Courtesy of Artnet.

Welcome to the Art Angle, a podcast from Artnet News that delves into the places where the art world meets the real world, bringing each week’s biggest story down to earth. Join host Andrew Goldstein every week for an in-depth look at what matters most in museums, the art market, and much more with input from our own writers and editors as well as artists, curators, and other top experts in the field.

 

 

There’s a buzzy new museum taking over New York, and it boasts the types of specs that would make competitors drool. Now housed in a prime 25,000-square-foot building in the hip SoHo neighborhood, this fresh destination has welcomed more than 1.5 million visitors since it launched as a pop-up back in 2016, and its $39 ticket price is higher than any major museum in America. But it’s not the Museum of Modern Art… or a traditional art museum at all. It’s the Museum of Ice Cream.

This magical cash cow—last year, venture capitalists valued it at more than $200 million—is a tour de force in the realm of the experience economy. It has spawned throngs of imitators hoping to replicate what co-founders Maryellis Bunn and Manish Vora have termed an “experium,” or an attraction that combines a memorable (and Instagrammable) in-person “experience” with the cultural enrichment of a classical museum (or some of it, anyway). Instead of art on pedestals or in gilded frames, the MOIC presents visitors with a giant pool filled with plastic sprinkles, an ice-cream-themed slide traversing three floors, and many more sweet visual treats. Instead of erudite texts penned by a curator or academic, the walls next to the various sights boast QR-codes that allow visitors to access branded selfie filters. You get the picture.
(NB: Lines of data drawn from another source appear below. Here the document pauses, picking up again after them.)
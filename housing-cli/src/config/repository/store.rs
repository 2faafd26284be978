//! SQLite-backed record store used by the importer

use anyhow::Result;
use async_trait::async_trait;
use sqlx::SqlitePool;

use crate::import::RecordStore;
use crate::records::{CommunityRef, DerivedFields, NewCommunity, NewProperty};

#[async_trait]
impl RecordStore for SqlitePool {
    async fn insert_community(&self, community: &NewCommunity) -> Result<i64> {
        super::insert_community(self, community).await
    }

    async fn insert_property(&self, property: &NewProperty, derived: &DerivedFields) -> Result<i64> {
        super::insert_property(self, property, derived).await
    }

    async fn list_communities(&self) -> Result<Vec<CommunityRef>> {
        super::list_community_refs(self).await
    }
}
//! Template download, export and spreadsheet upload handlers

use axum::extract::State;
use axum::http::header;
use axum::response::{IntoResponse, Response};

use crate::excel::{XLSX_CONTENT_TYPE, write_template};
use crate::export::export_workbook;
use crate::import::{EntityKind, ImportOutcome, Importer};

use super::auth::CurrentUser;
use super::error::ApiError;
use super::extract::{Json, Multipart, Path};
use super::state::AppState;

/// Name of the multipart field carrying the workbook
const FILE_FIELD: &str = "file";

fn xlsx_attachment(filename: &str, bytes: Vec<u8>) -> Response {
    (
        [
            (header::CONTENT_TYPE, XLSX_CONTENT_TYPE.to_string()),
            (
                header::CONTENT_DISPOSITION,
                format!("attachment; filename={}", filename),
            ),
        ],
        bytes,
    )
        .into_response()
}

pub async fn template(Path(kind): Path<EntityKind>) -> Result<Response, ApiError> {
    let bytes = write_template(kind)?;
    Ok(xlsx_attachment(kind.template_filename(), bytes))
}

pub async fn export(
    State(state): State<AppState>,
    _user: CurrentUser,
    Path(kind): Path<EntityKind>,
) -> Result<Response, ApiError> {
    let bytes = export_workbook(&state.pool, kind).await?;
    Ok(xlsx_attachment(kind.export_filename(), bytes))
}

/// Import an uploaded workbook. Row-level problems come back in the report;
/// only an unusable file fails the request.
pub async fn import(
    State(state): State<AppState>,
    CurrentUser(user): CurrentUser,
    Path(kind): Path<EntityKind>,
    Multipart(mut multipart): Multipart,
) -> Result<Json<ImportOutcome>, ApiError> {
    let mut upload = None;
    while let Some(field) = multipart
        .next_field()
        .await
        .map_err(|e| ApiError::BadRequest(format!("Invalid upload: {}", e)))?
    {
        if field.name() != Some(FILE_FIELD) {
            continue;
        }
        let file_name = field.file_name().unwrap_or_default().to_string();
        let bytes = field
            .bytes()
            .await
            .map_err(|e| ApiError::BadRequest(format!("Invalid upload: {}", e)))?;
        upload = Some((file_name, bytes.to_vec()));
        break;
    }

    let (file_name, bytes) = upload
        .ok_or_else(|| ApiError::Validation(format!("Missing multipart field '{}'", FILE_FIELD)))?;

    log::info!(
        "{} uploaded '{}' ({} bytes) for {} import",
        user.sub,
        file_name,
        bytes.len(),
        kind
    );

    let outcome = Importer::new(&state.pool)
        .import(kind, &file_name, bytes)
        .await?;
    Ok(Json(outcome))
}
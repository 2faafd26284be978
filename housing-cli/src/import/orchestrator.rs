//! Drives one import request from uploaded bytes to an aggregated report

use calamine::Data;

use crate::excel::{cells::is_blank, read_first_sheet};

use super::decoder::{decode_community, decode_property, property_community_name};
use super::layout::validate_header;
use super::{
    CommunityImported, EntityKind, ImportError, ImportOutcome, ImportReport, PropertyImported, RecordStore,
    ReferenceIndex, Resolution, RowError, check_extension,
};

/// Row number shown in the sheet for the `idx`-th data row (the header is row 1)
fn display_row(idx: usize) -> usize {
    idx + 2
}

/// Runs imports against a store
pub struct Importer<'a, S: RecordStore + ?Sized> {
    store: &'a S,
}

impl<'a, S: RecordStore + ?Sized> Importer<'a, S> {
    pub fn new(store: &'a S) -> Self {
        Importer { store }
    }

    /// Import community rows. Rows are stored one by one; failures are
    /// reported per row.
    pub async fn import_communities(
        &self,
        file_name: &str,
        bytes: Vec<u8>,
    ) -> Result<ImportReport<CommunityImported>, ImportError> {
        let rows = load_rows(EntityKind::Community, file_name, bytes)?;
        let mut report = ImportReport::default();

        log::info!(
            "Importing communities from '{}': {} data rows",
            file_name,
            rows.len()
        );

        for (idx, row) in rows.iter().enumerate() {
            let row_num = display_row(idx);
            if is_blank(row) {
                log::debug!("Row {}: blank, skipped", row_num);
                continue;
            }

            let community = match decode_community(row, row_num) {
                Ok(community) => community,
                Err(e) => {
                    report.record_error(e);
                    continue;
                }
            };

            match self.store.insert_community(&community).await {
                Ok(id) => report.record_success(CommunityImported {
                    id,
                    name: community.name,
                }),
                Err(e) => report.record_error(RowError::new(row_num, format!("{:#}", e))),
            }
        }

        log::info!(
            "Community import from '{}' finished: {} imported, {} errors",
            file_name,
            report.imported,
            report.errors.len()
        );

        Ok(report)
    }

    /// Import property rows, resolving each row's community by name against
    /// the communities stored when the import starts.
    pub async fn import_properties(
        &self,
        file_name: &str,
        bytes: Vec<u8>,
    ) -> Result<ImportReport<PropertyImported>, ImportError> {
        let rows = load_rows(EntityKind::Property, file_name, bytes)?;

        let communities = self
            .store
            .list_communities()
            .await
            .map_err(ImportError::Store)?;
        let index = ReferenceIndex::build(communities);

        log::info!(
            "Importing properties from '{}': {} data rows, {} known communities ({} shared names)",
            file_name,
            rows.len(),
            index.len(),
            index.duplicate_names().count()
        );

        let mut report = ImportReport::default();

        for (idx, row) in rows.iter().enumerate() {
            let row_num = display_row(idx);
            if is_blank(row) {
                log::debug!("Row {}: blank, skipped", row_num);
                continue;
            }

            let community_name = property_community_name(row);
            let community_id = match index.resolve(&community_name) {
                Resolution::Found(id) => id,
                Resolution::Ambiguous(id) => {
                    report.record_warning(
                        row_num,
                        format!("小区 '{}' 存在重名，已关联 ID {}", community_name, id),
                    );
                    id
                }
                Resolution::NotFound => {
                    report.record_error(RowError::new(
                        row_num,
                        format!("小区 '{}' 不存在，请先创建小区", community_name),
                    ));
                    continue;
                }
            };

            let property = match decode_property(row, row_num, community_id) {
                Ok(property) => property,
                Err(e) => {
                    report.record_error(e);
                    continue;
                }
            };

            let derived = property.derived();

            match self.store.insert_property(&property, &derived).await {
                Ok(id) => report.record_success(PropertyImported {
                    id,
                    area: property.area.unwrap_or_default(),
                    price: property.price.unwrap_or_default(),
                }),
                Err(e) => report.record_error(RowError::new(row_num, format!("{:#}", e))),
            }
        }

        log::info!(
            "Property import from '{}' finished: {} imported, {} errors",
            file_name,
            report.imported,
            report.errors.len()
        );

        Ok(report)
    }

    /// Import a sheet of the given kind
    pub async fn import(
        &self,
        kind: EntityKind,
        file_name: &str,
        bytes: Vec<u8>,
    ) -> Result<ImportOutcome, ImportError> {
        match kind {
            EntityKind::Community => self
                .import_communities(file_name, bytes)
                .await
                .map(ImportOutcome::Communities),
            EntityKind::Property => self
                .import_properties(file_name, bytes)
                .await
                .map(ImportOutcome::Properties),
        }
    }
}

/// Structural checks shared by both kinds: extension, readable workbook,
/// matching header. Returns the data rows (header removed).
fn load_rows(kind: EntityKind, file_name: &str, bytes: Vec<u8>) -> Result<Vec<Vec<Data>>, ImportError> {
    check_extension(file_name)?;

    let mut rows = read_first_sheet(bytes)?;
    if rows.is_empty() {
        return Err(ImportError::Empty);
    }

    let data = rows.split_off(1);
    validate_header(kind, &rows[0])?;
    Ok(data)
}
use anyhow::Result;
use colored::*;

use crate::api::{Role, issue_token};
use crate::config::Settings;

/// Print a signed token. The token goes to stdout on its own line so it can
/// be captured by scripts; the note goes to stderr.
pub fn handle_token_command(settings: &Settings, subject: &str, role: Role) -> Result<()> {
    if settings.uses_default_secret() {
        eprintln!(
            "{} signed with the default key; set HOUSING_SECRET_KEY for real deployments",
            "warning:".bright_yellow()
        );
    }

    let token = issue_token(
        &settings.secret_key,
        subject,
        role,
        settings.token_expire_minutes,
    )?;
    eprintln!(
        "Token for {} ({:?}), valid {} minutes:",
        subject.bold(),
        role,
        settings.token_expire_minutes
    );
    println!("{}", token);
    Ok(())
}
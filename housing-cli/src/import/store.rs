//! Persistence seam consumed by the importer

use anyhow::Result;
use async_trait::async_trait;

use crate::records::{CommunityRef, DerivedFields, NewCommunity, NewProperty};

/// Store operations an import needs. Each call is its own unit of work;
/// the importer never groups rows into a transaction.
#[async_trait]
pub trait RecordStore: Send + Sync {
    /// Insert a community, returning its id
    async fn insert_community(&self, community: &NewCommunity) -> Result<i64>;

    /// Insert a property with its already-computed derived fields
    async fn insert_property(&self, property: &NewProperty, derived: &DerivedFields) -> Result<i64>;

    /// Every stored community's id and name
    async fn list_communities(&self) -> Result<Vec<CommunityRef>>;
}
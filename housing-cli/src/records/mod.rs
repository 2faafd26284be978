//! Community and property record types

mod community;
mod derived;
mod property;

pub use community::*;
pub use derived::*;
pub use property::*;

use serde::{Deserialize, Deserializer};

/// A record failed a field constraint
#[derive(Debug, Clone, PartialEq, Eq, thiserror::Error)]
#[error("{0}")]
pub struct ValidationError(pub String);

/// Deserialize an update field so that an absent key stays `None` and an
/// explicit `null` becomes `Some(None)`. Use together with `#[serde(default)]`.
pub(crate) fn nullable<'de, D, T>(deserializer: D) -> Result<Option<Option<T>>, D::Error>
where
    D: Deserializer<'de>,
    T: Deserialize<'de>,
{
    Option::<T>::deserialize(deserializer).map(Some)
}

/// Overwrite `slot` when the update carries the field, null included
pub(crate) fn merge<T>(slot: &mut Option<T>, value: Option<Option<T>>) {
    if let Some(value) = value {
        *slot = value;
    }
}
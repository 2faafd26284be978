//! Spreadsheet I/O: reading uploaded workbooks and writing templates/exports

pub mod cells;
mod reader;
mod writer;

pub use reader::read_first_sheet;
pub use writer::{write_community_export, write_property_export, write_template};

/// MIME type for `.xlsx` responses
pub const XLSX_CONTENT_TYPE: &str =
    "application/vnd.openxmlformats-officedocument.spreadsheetml.sheet";
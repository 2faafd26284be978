//! Fixed positional column layouts for the two spreadsheet kinds

use calamine::Data;

use crate::excel::cells::cell_string;

use super::{EntityKind, ImportError};

/// Community sheet columns
pub mod community_cols {
    pub const NAME: usize = 0;
    pub const DISTRICT: usize = 1;
    pub const ADDRESS: usize = 2;
    pub const PROPERTY_FEE: usize = 3;
    pub const PARKING: usize = 4;
    pub const BUILD_YEAR: usize = 5;
    pub const METRO: usize = 6;
    pub const PRIMARY_SCHOOL: usize = 7;
    pub const MIDDLE_SCHOOL: usize = 8;
    pub const ENVIRONMENT_SCORE: usize = 9;
    pub const NOTES: usize = 10;
}

/// Property sheet columns
pub mod property_cols {
    pub const COMMUNITY_NAME: usize = 0;
    pub const BUILDING: usize = 1;
    pub const UNIT: usize = 2;
    pub const ROOM: usize = 3;
    pub const AREA: usize = 4;
    pub const LAYOUT: usize = 5;
    pub const FLOOR: usize = 6;
    pub const ORIENTATION: usize = 7;
    pub const DECORATION: usize = 8;
    pub const PRICE: usize = 9;
    pub const RENT: usize = 10;
    pub const EXPECTED_PRICE: usize = 11;
    pub const VISIT_DATE: usize = 12;
    pub const NOTES: usize = 13;
}

pub const COMMUNITY_HEADERS: [&str; 11] = [
    "小区名称*",
    "所属区*",
    "详细地址",
    "物业费",
    "停车位",
    "建成年份",
    "周边配套/地铁",
    "对口小学",
    "对口中学",
    "环境打分(1-10)",
    "备注",
];

pub const PROPERTY_HEADERS: [&str; 14] = [
    "小区名称*",
    "楼号",
    "单元",
    "房号",
    "面积(㎡)*",
    "户型",
    "楼层",
    "朝向",
    "装修情况",
    "挂牌价格(万)*",
    "租金(元/月)",
    "预计价格(万)",
    "看房日期(YYYY-MM-DD)",
    "备注",
];

const COMMUNITY_WIDTHS: [f64; 11] = [15.0, 12.0, 25.0, 15.0, 20.0, 10.0, 20.0, 15.0, 15.0, 12.0, 30.0];

const PROPERTY_WIDTHS: [f64; 14] = [
    15.0, 8.0, 8.0, 8.0, 12.0, 12.0, 10.0, 10.0, 12.0, 15.0, 15.0, 15.0, 18.0, 30.0,
];

impl EntityKind {
    /// Header labels in column order
    pub fn headers(self) -> &'static [&'static str] {
        match self {
            EntityKind::Community => &COMMUNITY_HEADERS,
            EntityKind::Property => &PROPERTY_HEADERS,
        }
    }

    /// Column widths for generated sheets
    pub fn column_widths(self) -> &'static [f64] {
        match self {
            EntityKind::Community => &COMMUNITY_WIDTHS,
            EntityKind::Property => &PROPERTY_WIDTHS,
        }
    }

    /// Columns a header row must carry. The property notes column may be
    /// left off.
    pub fn required_header_columns(self) -> usize {
        match self {
            EntityKind::Community => COMMUNITY_HEADERS.len(),
            EntityKind::Property => PROPERTY_HEADERS.len() - 1,
        }
    }

    pub fn sheet_name(self) -> &'static str {
        match self {
            EntityKind::Community => "小区信息",
            EntityKind::Property => "房源信息",
        }
    }

    pub fn template_filename(self) -> &'static str {
        match self {
            EntityKind::Community => "community_template.xlsx",
            EntityKind::Property => "property_template.xlsx",
        }
    }

    pub fn export_filename(self) -> &'static str {
        match self {
            EntityKind::Community => "communities.xlsx",
            EntityKind::Property => "properties.xlsx",
        }
    }
}

/// Check a header row against the fixed label set.
///
/// Columns are bound by position, so a sheet with reordered or foreign
/// columns would silently land values in the wrong fields. Rejecting the
/// header up front turns that into a single structural error.
pub fn validate_header(kind: EntityKind, header: &[Data]) -> Result<(), ImportError> {
    let expected = kind.headers();
    let width = expected.len().max(header.len());

    for column in 0..width {
        let found = cell_string(header.get(column)).unwrap_or_default();
        match expected.get(column) {
            Some(label) if found == *label => {}
            Some(_) if found.is_empty() && column >= kind.required_header_columns() => {}
            None if found.is_empty() => {}
            label => {
                return Err(ImportError::HeaderMismatch {
                    column: column + 1,
                    expected: label.map(|l| l.to_string()).unwrap_or_default(),
                    found,
                });
            }
        }
    }

    Ok(())
}
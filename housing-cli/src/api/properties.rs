//! Property CRUD handlers

use axum::extract::State;
use serde_json::{Value, json};

use crate::config::repository::{self, PropertyFilter};
use crate::records::{NewProperty, Property, PropertyUpdate};

use super::auth::{AdminUser, CurrentUser};
use super::communities::check_page;
use super::error::ApiError;
use super::extract::{Json, Path, Query};
use super::state::AppState;

fn not_found() -> ApiError {
    ApiError::NotFound("Property not found".to_string())
}

fn check_filter(filter: &PropertyFilter) -> Result<(), ApiError> {
    check_page(filter.skip, filter.limit)?;

    let bounds = [
        ("min_price", filter.min_price),
        ("max_price", filter.max_price),
        ("min_area", filter.min_area),
        ("max_area", filter.max_area),
        ("min_rent_ratio", filter.min_rent_ratio),
        ("max_rent_ratio", filter.max_rent_ratio),
    ];
    match bounds.iter().find(|(_, v)| matches!(v, Some(v) if *v < 0.0)) {
        Some((name, _)) => Err(ApiError::Validation(format!("{} must be >= 0", name))),
        None => Ok(()),
    }
}

pub async fn list(
    State(state): State<AppState>,
    _user: CurrentUser,
    Query(filter): Query<PropertyFilter>,
) -> Result<Json<Vec<Property>>, ApiError> {
    check_filter(&filter)?;
    Ok(Json(repository::list_properties(&state.pool, &filter).await?))
}

pub async fn get_one(
    State(state): State<AppState>,
    _user: CurrentUser,
    Path(id): Path<i64>,
) -> Result<Json<Property>, ApiError> {
    repository::get_property(&state.pool, id)
        .await?
        .map(Json)
        .ok_or_else(not_found)
}

/// Create a property under an existing community
pub async fn create(
    State(state): State<AppState>,
    AdminUser(admin): AdminUser,
    Json(new): Json<NewProperty>,
) -> Result<Json<Property>, ApiError> {
    if repository::get_community(&state.pool, new.community_id).await?.is_none() {
        return Err(ApiError::NotFound("Community not found".to_string()));
    }

    let property = repository::create_property(&state.pool, &new).await?;
    log::info!(
        "{} created property {} in community {}",
        admin.sub,
        property.id,
        property.community_id
    );
    Ok(Json(property))
}

pub async fn update(
    State(state): State<AppState>,
    AdminUser(admin): AdminUser,
    Path(id): Path<i64>,
    Json(update): Json<PropertyUpdate>,
) -> Result<Json<Property>, ApiError> {
    let property = repository::update_property(&state.pool, id, update)
        .await?
        .ok_or_else(not_found)?;
    log::info!("{} updated property {}", admin.sub, id);
    Ok(Json(property))
}

pub async fn delete(
    State(state): State<AppState>,
    AdminUser(admin): AdminUser,
    Path(id): Path<i64>,
) -> Result<Json<Value>, ApiError> {
    if !repository::delete_property(&state.pool, id).await? {
        return Err(not_found());
    }
    log::info!("{} deleted property {}", admin.sub, id);
    Ok(Json(json!({ "message": "Property deleted successfully" })))
}
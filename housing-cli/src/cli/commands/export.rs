use std::path::PathBuf;

use anyhow::{Context, Result};
use colored::*;

use crate::config::{Settings, repository};
use crate::export::export_workbook;
use crate::import::EntityKind;

pub async fn handle_export_command(
    settings: &Settings,
    kind: EntityKind,
    output: Option<PathBuf>,
) -> Result<()> {
    let path = output.unwrap_or_else(|| PathBuf::from(kind.export_filename()));

    let pool = repository::connect(&settings.database_url).await?;
    let bytes = export_workbook(&pool, kind).await?;
    tokio::fs::write(&path, bytes)
        .await
        .with_context(|| format!("Failed to write export: {}", path.display()))?;

    println!(
        "{} Exported {} records to {}",
        "✓".bright_green(),
        kind,
        path.display().to_string().cyan()
    );
    Ok(())
}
For this week’s episode of the Art Angle, Artnet News national art critic Ben Davis braved the Presidents’ Day weekend crowds to get a taste of the MOIC’s hot-pink environments and oh-so-cool installations so he could report back with his impressions. As he identified back in 2016, Bunn and Vora’s creation is one of the attractions luring visitors across demographics into a stampede toward what he calls “Big Fun Art“: immersive, flashy spectacles that prize social interaction over personal edification. So what does the Museum of Ice Cream’s four years (and counting) of resounding success signal for the future of museums and cultural attractions on a wider scale? Is this the solidification of a sugar-spun phenomenon, or will this trend be licked before too long?